Subject matter jurisdiction is not contested in this case by either party. The transaction between Riggs and McCann involved the sale and shipping of four outboard motors by Riggs, in Wisconsin, to McCann, in Ohio, on McCann's direct order. It is precisely the type of business transaction covered by sec. 801.05(5)(d). There is no dispute as to adequate notice under sec. 801.11(1)(c), State. We agree with the trial court's ruling that it did have personal jurisdiction over McCann.
[2-5]
Turning to McCann's second argument that his answer was timely, we conclude that it was not. A trial court may grant a default judgment when a party fails to join issue and the time for joining issue has expired. Section 806.02(1), Stats. However, the failure to join issue does not, as a matter of right, entitle the other party to a default judgment. Hansher v. Kaishian, 79 Wis.2d 374, 387, 255 N.W.2d 564, 571 (1977). The question of whether the default judgment should be granted is a matter within the trial court's discretion. Id. at 387-88, 255 N.W.2d at 571-72. Section 806.02(1) confers wide discretion upon trial courts, the exercise of which will not be disturbed on appeal except in the case of clear abuse. Hansher, 79 Wis.2d at 389, 255 N.W.2d at 572.
*851 [6]
McCann argues his answer was timely because a stay was in effect. However, a stay continues to operate only while the cause is pending and undetermined. See, e.g., Hickman v. Hickman, 177 So.2d 844, 845 (Fla. Dist. Ct. App. 1965) (stating that supersedeas[2] terminates not later than the filing of the mandate of the court of appeals); see also Greenfield v. Horton, 64 S.W.2d 369, 370 (Tx. Ct. App. 1933) (stating that an appeal perfected by giving a supersedeas bond[3] merely suspends the execution of the judgment during its pendency; when a final order dismisses the appeal, the judgment of the trial court becomes effective). After the dismissal of the appeal by the court of appeals, the cause of the stayhere, the leave to appealwas no longer pending. As a result, the stay ceased to be in effect.
[7]
McCann also implies that the April 26, 1990 order allowing withdrawal of his counsel effectuated a stay. However, McCann cites no legal authority for this proposition. This court need not consider arguments unsupported by references to legal authority. See State v. Shaffer, 96 Wis.2d 531, 545-46, 292 N.W.2d 370, 378 (Ct. App. 1980).
[8]
Upon obtaining voluntary dismissal of his appeal, McCann did not file his answer or request a further extension of time. After remittitur, the stay ceased to be *852 in effect and he was not automatically granted another twenty days in which to file his answer. A stay only operates to toll the running of the time period within which a particular act is to be done in that court. State ex rel. Rabe v. Ferris, 97 Wis.2d 63, 68, 293 N.W.2d 151, 154 (1980). Because the twenty-day time period in which McCann was to file his answer had already run at the time the stay was granted, McCann had no time left. He moved for no further extension to file his answer and offered no affidavit as to any excusable neglect. See sec. 801.15(2)(a), Stats. Instead, he simply filed his answer twenty-six days after remittitur.
[9]
McCann's answer was untimely and since he failed to make a showing of excusable neglect, the trial court did not abuse its discretion in striking his answer and granting default judgment.

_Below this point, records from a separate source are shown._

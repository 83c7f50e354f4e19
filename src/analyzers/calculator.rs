//! Point query: how likely is a disruption at a station on a given weekday
//! and hour, judged from the recorded history.

use chrono::{NaiveDate, Weekday};
use serde::Serialize;
use std::collections::{BTreeMap, BTreeSet};

use crate::analyzers::utility::pct;
use crate::mapping::StationDirectory;
use crate::model::ClassifiedSample;

/// Disruption share of one station within the queried bucket.
#[derive(Debug, Clone, PartialEq, Serialize)]
pub struct StationChance {
    pub station: String,
    pub pct: f64,
    pub disrupted: usize,
    pub total: usize,
}

#[derive(Debug, Clone, PartialEq, Serialize)]
pub struct Probability {
    pub station: String,
    pub weekday: Weekday,
    pub hour: u32,
    pub selected: StationChance,
    pub most_likely: Option<StationChance>,
    pub least_likely: Option<StationChance>,
    pub bucket_samples: usize,
    pub insufficient_data: bool,
    /// First and last day with samples in the bucket.
    pub period: Option<(NaiveDate, NaiveDate)>,
}

#[derive(Default)]
struct Tally {
    disrupted: usize,
    total: usize,
}

impl Tally {
    fn chance(&self, station: &str) -> StationChance {
        StationChance {
            station: station.to_string(),
            pct: pct(self.disrupted, self.total),
            disrupted: self.disrupted,
            total: self.total,
        }
    }
}

/// Per-station disruption share for the `(weekday, hour)` bucket.
///
/// A station's denominator is the bucket samples of the lines serving it;
/// its numerator is those of them that are disrupted and name it.
/// Stations the directory does not know are measured against the whole
/// bucket. Stations without any bucket samples are left out of the
/// ranking, and ties go to the alphabetically first station.
pub fn probability(
    station: &str,
    weekday: Weekday,
    hour: u32,
    samples: &[ClassifiedSample],
    directory: &StationDirectory,
) -> Probability {
    let bucket: Vec<&ClassifiedSample> = samples
        .iter()
        .filter(|s| !s.downtime && s.weekday() == weekday && s.hour() == hour)
        .collect();

    let mut per_line: BTreeMap<&str, usize> = BTreeMap::new();
    for sample in &bucket {
        *per_line.entry(sample.line_id.as_str()).or_default() += 1;
    }

    let mut universe: BTreeSet<String> = directory.stations().map(str::to_string).collect();
    for sample in &bucket {
        universe.extend(sample.affected_stations.iter().cloned());
    }
    universe.insert(station.to_string());

    let tallies: BTreeMap<String, Tally> = universe
        .into_iter()
        .map(|name| {
            let serving = directory.lines_serving(&name);
            let total = match serving {
                Some(lines) => lines
                    .iter()
                    .map(|l| per_line.get(l.as_str()).copied().unwrap_or(0))
                    .sum(),
                None => bucket.len(),
            };
            let disrupted = bucket
                .iter()
                .filter(|s| serving.is_none_or(|lines| lines.contains(&s.line_id)))
                .filter(|s| s.category.is_disruption() && s.affects(&name))
                .count();
            (name, Tally { disrupted, total })
        })
        .collect();

    let mut most: Option<StationChance> = None;
    let mut least: Option<StationChance> = None;
    for (name, tally) in tallies.iter().filter(|(_, t)| t.total > 0) {
        let chance = tally.chance(name);
        if most.as_ref().is_none_or(|m| chance.pct > m.pct) {
            most = Some(chance.clone());
        }
        if least.as_ref().is_none_or(|l| chance.pct < l.pct) {
            least = Some(chance);
        }
    }

    let selected = tallies
        .get(station)
        .map(|t| t.chance(station))
        .unwrap_or_else(|| Tally::default().chance(station));

    let period = bucket
        .iter()
        .map(|s| s.date())
        .min()
        .zip(bucket.iter().map(|s| s.date()).max());

    Probability {
        station: station.to_string(),
        weekday,
        hour,
        insufficient_data: selected.total == 0,
        selected,
        most_likely: most,
        least_likely: least,
        bucket_samples: bucket.len(),
        period,
    }
}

By the Court.Judgment affirmed.
NOTES
[1] McCann's attorney, who represented him throughout this suit, moved to withdraw for cause on April 24, 1990. The trial court granted the motion on April 26.
[2] Supersedeas is "[t]he name of a writ containing a command to stay the proceedings at law." Black's Law Dictionary 1437 (6th ed. 1990).
[3] Supersedeas bond is "[a] bond required of one who petitions to set aside a judgment or execution and from which the other party may be made whole if the action is unsuccessful." Black's Law Dictionary 1438 (6th ed. 1990).